Sin embargo, a pesar de que han pasado más de setenta años desde su descubrimiento, todavía existen muchos interrogantes acerca de cómo se regula la actividad de estos elementos. Dentro de las células, el proceso de transposición debe estar estrechamente controlado para evitar que se produzcan roturas y reordenamientos cromosómicos. Las transposasas son las enzimas responsables de reconocer los extremos del transposón y de catalizar su movimiento a otros lugares del genoma. El proceso de transposición ocurre mediante una serie de reacciones de escisión e inserción del ADN llevadas a cabo por complejos nucleoproteicos, que incluyen la transposasa, llamados transposomas. Estos ensamblados dinámicos necesitan realizar grandes cambios conformacionales para controlar que una vez que se inicie el proceso la reacción se complete de manera eficiente. Los transposomas, además, no solamente pueden adoptar diferentes conformaciones durante el proceso, sino que su composición también varía entre las distintas etapas.
Esta complejidad hace que la regulación de la transposición del ADN haya sido difícil de estudiar con detalle a nivel molecular. Desde hace años, varios grupos han utilizado la cristalografía de rayos X para estudiar la estructura de estos complejos y sus esfuerzos han permitido obtener imágenes de alta resolución de las primeras transposasas. Sin embargo, en numerosas ocasiones es difícil obtener estos complejos en grandes cantidades o son demasiado flexibles para formar cristales ordenados. Afortunadamente, la crio-microscopía electrónica permite determinar la estructura de macromoléculas sin que tengan que ser cristalizadas. En esta técnica, en concreto, una fina capa de la muestra en solución debe ser congelada rápidamente a temperatura de nitrógeno líquido (alrededor de -180 °C) para preservar su estructura y poder ser observada en el microscopio electrónico. Posteriormente se toman miles de imágenes de moléculas individuales y se procesan digitalmente para obtener la reconstrucción tridimensional de la molécula en cuestión. Una ventaja adicional, es que es posible analizar muestras flexibles y heterogéneas, e incluso obtener distintos estados de un mismo set de datos.

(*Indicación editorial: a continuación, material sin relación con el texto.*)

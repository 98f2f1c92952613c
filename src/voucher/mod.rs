// Voucher module - payer-issued payment claims

mod builder;
mod model;

pub use builder::*;
pub use model::*;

Durante los últimos años se han producido una gran cantidad de avances técnicos que están facilitando que se puedan adquirir y procesar datos de una manera más eficiente y determinar estructuras de máquinas macromoleculares a mayor resolución. La combinación de la crio-ME con otras metodologías punteras está facilitando la caracterización de estos enigmáticos elementos móviles con un detalle sin precedente, ayudando a entender cómo reorganizan regiones enteras del genoma o participan en la aparición de cepas multirresistentes y permitiendo desarrollar herramientas biotecnológicas nuevas y más eficientes.
Referencias:
- Craig, N.L., Craigie, R., Gellert, M., and Lambowitz, A.M. (2002). Mobile DNA II (Washington, DC: ASM Press).

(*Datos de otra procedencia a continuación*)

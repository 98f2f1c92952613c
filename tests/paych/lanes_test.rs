// Lane Allocation Tests
// Tests for lane and nonce allocation on channel records

use num_bigint::BigInt;
use paych::chain::{MockChain, TipSetToken};
use paych::identity::Address;
use paych::storage::{ChannelStore, PAYMENT_CHANNEL_STORE_PREFIX};
use paych::voucher::SignedVoucher;
use paych::{ChannelInfo, Manager, ManagerConfig, PaychError};
use std::sync::Arc;

// ============================================================================
// HELPER FUNCTIONS
// ============================================================================

fn setup() -> (ChannelStore, Manager) {
    let chain = Arc::new(MockChain::new());
    let store = ChannelStore::temporary(PAYMENT_CHANNEL_STORE_PREFIX).unwrap();
    let manager = Manager::new(
        store.clone(),
        chain.clone(),
        chain.clone(),
        chain,
        ManagerConfig::default(),
    )
    .unwrap();
    (store, manager)
}

fn seed_channel(store: &ChannelStore, seed: &str) -> Address {
    let addr = Address::new_actor(seed.as_bytes());
    let info = ChannelInfo::new(
        Address::new_actor(b"payer"),
        Address::new_actor(b"payee"),
        addr.clone(),
    );
    store.begin(&addr, &info).unwrap();
    addr
}

// ============================================================================
// ALLOCATION
// ============================================================================

#[test]
fn test_allocate_lane_missing_channel() {
    let (_, manager) = setup();
    let missing = Address::new_actor(b"missing");

    let result = manager.allocate_lane(&missing);

    assert!(matches!(result, Err(PaychError::NotFound(a)) if a == missing));
}

#[test]
fn test_allocate_lane_sequence() {
    let (store, manager) = setup();
    let paych = seed_channel(&store, "chan");

    assert_eq!(manager.allocate_lane(&paych).unwrap(), 0);
    assert_eq!(manager.allocate_lane(&paych).unwrap(), 1);
    assert_eq!(manager.allocate_lane(&paych).unwrap(), 2);

    let info = manager.get_payment_channel_info(&paych).unwrap();
    assert_eq!(info.next_lane(), 3);
    assert_eq!(info.next_nonce(), 4);
}

#[test]
fn test_allocate_lane_channels_independent() {
    let (store, manager) = setup();
    let a = seed_channel(&store, "a");
    let b = seed_channel(&store, "b");

    manager.allocate_lane(&a).unwrap();
    manager.allocate_lane(&a).unwrap();

    assert_eq!(manager.allocate_lane(&b).unwrap(), 0);
    assert_eq!(manager.get_payment_channel_info(&a).unwrap().next_lane(), 2);
}

#[test]
fn test_concurrent_allocation_has_no_gaps_or_duplicates() {
    let (store, manager) = setup();
    let paych = seed_channel(&store, "busy");
    manager.allocate_lane(&paych).unwrap();

    let mut lanes: Vec<u64> = std::thread::scope(|s| {
        let handles: Vec<_> = (0..32)
            .map(|_| s.spawn(|| manager.allocate_lane(&paych).unwrap()))
            .collect();
        handles.into_iter().map(|h| h.join().unwrap()).collect()
    });
    lanes.sort_unstable();

    assert_eq!(lanes, (1..33).collect::<Vec<u64>>());
    let info = manager.get_payment_channel_info(&paych).unwrap();
    assert_eq!(info.next_lane(), 33);
    assert_eq!(info.next_nonce(), 34);
}

// ============================================================================
// MONOTONICITY
// ============================================================================

#[tokio::test]
async fn test_counters_never_decrease() {
    let (store, manager) = setup();
    let paych = seed_channel(&store, "mono");
    let mut last = manager.get_payment_channel_info(&paych).unwrap();

    for step in 0..10u64 {
        if step % 3 == 0 {
            manager.allocate_lane(&paych).unwrap();
        } else {
            let voucher = SignedVoucher::new(paych.clone(), 0, step, BigInt::from(step * 10));
            manager
                .add_voucher(&paych, &voucher, None, &BigInt::from(1000), &TipSetToken::default())
                .await
                .unwrap();
        }

        let current = manager.get_payment_channel_info(&paych).unwrap();
        assert!(current.next_lane() >= last.next_lane());
        assert_eq!(current.next_nonce(), last.next_nonce() + 1);
        last = current;
    }
}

- Dyda, F., Chandler, M., and Hickman, A.B. (2012). The emerging diversity of transpososome architectures. Q. Rev. Biophys. 45, 493–521.
- Hickman, A.B., and Dyda, F. (2016). DNA Transposition at Work. Chem. Rev. 116, 12758–12784.
- McClintock, B. (1950). The origin and behavior of mutable loci in maize. Proc. Natl. Acad. Sci. U. S. A. 36, 344–355.
- Nakane, T., Kotecha, A., Sente, A., McMullan, G., Masiulis, S., Brown, P.M.G.E., Grigoras, I.T., Malinauskaite, L., Malinauskas, T., Miehling, J., et al. (2020). Single-particle cryo-EM at atomic resolution. Nature 1–5.
- Nogales, E., and Scheres, S.H.W. (2015). Cryo-EM: A Unique Tool for the Visualization of Macromolecular Complexity. Mol. Cell 58, 677–689.